I called American Express (AmEx) and explained everything. Before they could start a dispute claim, the charge needed to post to my account. It posted a couple days later, so I called back and got the dispute rolling. This morning (four weeks later) I got a letter explaining that AA had replied and I didn’t win, so I owed AmEx money. (Okay, that’s a pretty extremely condensed version of their letter. I may still be able to follow up with them — maybe asking for more clarification about those terms I agreed to from AA?)
The letter contained an attachment of AA’s conversation logs. Nothing new, just a re-iteration that I signed an agreement and had to pay the price I was charged. It was creepy, though, because it also had a note that someone at AA (I think) had Googled me to find my maiden name (and previous airfare purchases with them?) as well as my parent’s phone number (as “people who may know Amy”). Creepy creepy creepy.

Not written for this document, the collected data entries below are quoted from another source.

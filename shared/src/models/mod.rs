//! Data models
//!
//! Wire shapes of the backend's business resources. IDs are UUID strings;
//! money is `Decimal` on the way in and out.

pub mod customer;
pub mod dashboard;
pub mod financial;
pub mod supplier;

// Re-exports
pub use customer::*;
pub use dashboard::*;
pub use financial::*;
pub use supplier::*;

use serde::{Deserialize, Serialize};

/// `skip`/`limit` paging accepted by every list endpoint
#[derive(Debug, Clone, Copy, PartialEq, Eq, Serialize, Deserialize)]
pub struct Page {
    pub skip: u32,
    pub limit: u32,
}

impl Page {
    pub const DEFAULT_LIMIT: u32 = 100;

    pub fn new(skip: u32, limit: u32) -> Self {
        Self { skip, limit }
    }

    /// Query string fragment, e.g. `skip=0&limit=100`
    pub fn query(&self) -> String {
        format!("skip={}&limit={}", self.skip, self.limit)
    }
}

impl Default for Page {
    fn default() -> Self {
        Self::new(0, Self::DEFAULT_LIMIT)
    }
}

/// Generic `{"message": "..."}` body returned by delete endpoints
#[derive(Debug, Clone, PartialEq, Eq, Serialize, Deserialize)]
pub struct MessageResponse {
    pub message: String,
}

/// Search box filter shared by the customer and supplier lists.
///
/// Name and email match case-insensitively; the document matches as a raw
/// substring, so both formatted and digits-only input work against what is
/// stored.
pub fn matches_search(name: &str, document: &str, email: Option<&str>, term: &str) -> bool {
    if term.is_empty() {
        return true;
    }
    let needle = term.to_lowercase();
    name.to_lowercase().contains(&needle)
        || document.contains(term)
        || email.is_some_and(|e| e.to_lowercase().contains(&needle))
}

#[cfg(test)]
mod tests {
    use super::*;

    #[test]
    fn test_page_query() {
        assert_eq!(Page::default().query(), "skip=0&limit=100");
        assert_eq!(Page::new(20, 10).query(), "skip=20&limit=10");
    }

    #[test]
    fn test_matches_search() {
        assert!(matches_search("Padaria Central", "11222333000181", None, ""));
        assert!(matches_search("Padaria Central", "11222333000181", None, "central"));
        assert!(matches_search("Padaria Central", "11222333000181", None, "222333"));
        assert!(matches_search("X", "1", Some("Contato@Padaria.com"), "padaria"));
        assert!(!matches_search("X", "1", None, "padaria"));
    }
}
//! Session state snapshot and the small result types the context hands out.

use shared::UserProfile;

use crate::{ClientError, ErrorKind};

/// Lifecycle phase of the session.
///
/// ```text
/// Uninitialized -> Rehydrating -> Authenticated <-> Anonymous
/// ```
#[derive(Debug, Clone, Copy, PartialEq, Eq)]
pub enum SessionPhase {
    Uninitialized,
    Rehydrating,
    Authenticated,
    Anonymous,
}

/// What views observe.
///
/// Built only through the constructors below, so `is_authenticated()`
/// always agrees with `user()` and `loading` is only set before the first
/// rehydration finishes.
#[derive(Debug, Clone, PartialEq)]
pub struct SessionState {
    phase: SessionPhase,
    user: Option<UserProfile>,
}

impl SessionState {
    pub(crate) fn uninitialized() -> Self {
        Self {
            phase: SessionPhase::Uninitialized,
            user: None,
        }
    }

    pub(crate) fn rehydrating() -> Self {
        Self {
            phase: SessionPhase::Rehydrating,
            user: None,
        }
    }

    pub(crate) fn authenticated(user: UserProfile) -> Self {
        Self {
            phase: SessionPhase::Authenticated,
            user: Some(user),
        }
    }

    pub(crate) fn anonymous() -> Self {
        Self {
            phase: SessionPhase::Anonymous,
            user: None,
        }
    }

    pub fn phase(&self) -> SessionPhase {
        self.phase
    }

    pub fn user(&self) -> Option<&UserProfile> {
        self.user.as_ref()
    }

    pub fn is_authenticated(&self) -> bool {
        self.user.is_some()
    }

    pub fn is_loading(&self) -> bool {
        matches!(
            self.phase,
            SessionPhase::Uninitialized | SessionPhase::Rehydrating
        )
    }

    /// Decide what a view guarded by `access` should do right now.
    pub fn guard(&self, access: RouteAccess) -> RouteDecision {
        if self.is_loading() {
            return RouteDecision::Wait;
        }
        match (access, self.is_authenticated()) {
            (RouteAccess::Protected, false) => RouteDecision::RedirectToLogin,
            (RouteAccess::PublicOnly, true) => RouteDecision::RedirectToHome,
            _ => RouteDecision::Render,
        }
    }
}

/// Who may see a view
#[derive(Debug, Clone, Copy, PartialEq, Eq)]
pub enum RouteAccess {
    /// Needs a logged-in user (dashboard, customers, ...)
    Protected,
    /// Only for anonymous users (login)
    PublicOnly,
}

#[derive(Debug, Clone, Copy, PartialEq, Eq)]
pub enum RouteDecision {
    /// Session still rehydrating; show a spinner
    Wait,
    Render,
    RedirectToLogin,
    RedirectToHome,
}

// =============================================================================
// Outcomes
// =============================================================================

/// Message for a login that could not reach the backend
pub const MSG_CONNECTION_ERROR: &str =
    "Connection error. Check that the backend is running and reachable.";

/// Message for rejected credentials
pub const MSG_BAD_CREDENTIALS: &str = "Incorrect email or password.";

/// Fallback login message
pub const MSG_LOGIN_FAILED: &str = "Login failed.";

/// Fallback registration message
pub const MSG_REGISTER_FAILED: &str = "Failed to register user.";

/// Result of [`SessionContext::login`](super::SessionContext::login).
#[derive(Debug, Clone, PartialEq, Eq)]
pub struct LoginOutcome {
    pub success: bool,
    pub error: Option<String>,
}

impl LoginOutcome {
    pub(crate) fn ok() -> Self {
        Self {
            success: true,
            error: None,
        }
    }

    pub(crate) fn failed(error: &ClientError) -> Self {
        Self {
            success: false,
            error: Some(login_error_message(error)),
        }
    }
}

/// Result of [`SessionContext::register`](super::SessionContext::register).
#[derive(Debug, Clone, PartialEq)]
pub struct RegisterOutcome {
    pub success: bool,
    pub user: Option<UserProfile>,
    pub error: Option<String>,
}

impl RegisterOutcome {
    pub(crate) fn ok(user: UserProfile) -> Self {
        Self {
            success: true,
            user: Some(user),
            error: None,
        }
    }

    pub(crate) fn failed(error: &ClientError) -> Self {
        Self {
            success: false,
            user: None,
            error: Some(
                error
                    .detail()
                    .filter(|_| !error.is_unauthorized())
                    .unwrap_or(MSG_REGISTER_FAILED)
                    .to_string(),
            ),
        }
    }
}

/// Network first, then bad credentials, then whatever the backend said.
pub fn login_error_message(error: &ClientError) -> String {
    match error.kind() {
        ErrorKind::Network => MSG_CONNECTION_ERROR.to_string(),
        ErrorKind::Unauthorized => MSG_BAD_CREDENTIALS.to_string(),
        _ => error.detail().unwrap_or(MSG_LOGIN_FAILED).to_string(),
    }
}
//! Error types for the API request pipeline.
//!
//! Transport failures, non-2xx responses, and body decode failures all
//! surface through [`ApiError`]; nothing at this layer retries or swallows
//! an error — every failure reaches the caller's `Result`.

use thiserror::Error;

/// Errors surfaced by the HTTP stack and the typed API client.
#[derive(Debug, Error)]
pub enum ApiError {
    /// The configured base URL cannot be parsed.
    #[error("Invalid base URL '{url}': {source}")]
    BaseUrl {
        url: String,
        #[source]
        source: url::ParseError,
    },

    /// A path could not be resolved against the base URL.
    #[error("Invalid endpoint path '{path}': {source}")]
    Endpoint {
        path: String,
        #[source]
        source: url::ParseError,
    },

    /// HTTP client construction failed.
    #[error("Failed to build HTTP client: {source}")]
    ClientBuild {
        #[source]
        source: reqwest::Error,
    },

    /// The outgoing request could not be constructed (e.g. body
    /// serialization failed). Local, nothing reached the wire.
    #[error("Failed to build request: {source}")]
    RequestBuild {
        #[source]
        source: reqwest::Error,
    },

    /// Connection, TLS, or timeout failure while talking to the server.
    #[error("Transport error: {0}")]
    Transport(#[source] reqwest::Error),

    /// The server answered with a non-2xx status.
    #[error("Server returned {status}: {body}")]
    Status { status: u16, body: String },

    /// The response body could not be decoded into the expected type.
    #[error("Failed to decode response body: {source}")]
    Decode {
        #[source]
        source: serde_json::Error,
    },
}

impl ApiError {
    /// Short classification string, used in log fields.
    pub fn kind(&self) -> &'static str {
        match self {
            ApiError::BaseUrl { .. } => "base_url",
            ApiError::Endpoint { .. } => "endpoint",
            ApiError::ClientBuild { .. } => "client_build",
            ApiError::RequestBuild { .. } => "request_build",
            ApiError::Transport(_) => "transport",
            ApiError::Status { .. } => "status",
            ApiError::Decode { .. } => "decode",
        }
    }

    /// Status code of the server response, if this error carries one.
    pub fn status(&self) -> Option<u16> {
        match self {
            ApiError::Status { status, .. } => Some(*status),
            _ => None,
        }
    }
}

That little note about Googling me was typed in Comic Sans, so I did hypothesize to Jason that the font made it creepier. Or more frustrating? Either way…
I’m a little frustrated with AmEx because even though they spoke to me in a very compassionate and understanding manner, it feels like they didn’t really even try to ‘win’ this dispute. But, of course, this whole post is about my frustration about being totally disrespected by that one gigantic jerk at American Airlines. Jason has been rooting around the AA Vacations site all night trying to figure out where it says I agreed to pay such a dramatic price difference without receiving any sort of secondary confirmation.
We aren’t poor, but we’re not wealthy by any means. We had set aside a certain amount of money for our honeymoon budget, and losing $400 from that budget limits what else we can do while we’re vacationing. That’s a good chunk of cash, you know? That’s a few nights at a hotel, or a few awesome meals we could share. It also sucks because the price I paid for these tickets would have flown us somewhere a little more exotic and adventurous.
Many friends have advised me to take it to Minnesota’s Attorney General or get in touch with a local news channel to possibly get an investigative report in the media. Honestly? I’m so ready to just know that I will be (mentally) giving AA the middle finger for a few short hours on either end of our honeymoon, and otherwise I’ll be bathing in sunlight with 6-toed cats at the Hemingway Home at the end of January.
So, I’ll take some lessons from this:
- Always take screenshots while booking travel online.
- Don’t ever fly with American Airlines again.
Also, how do I see if my purchase through Ebates was reported? At least I could get a lousy $18 back.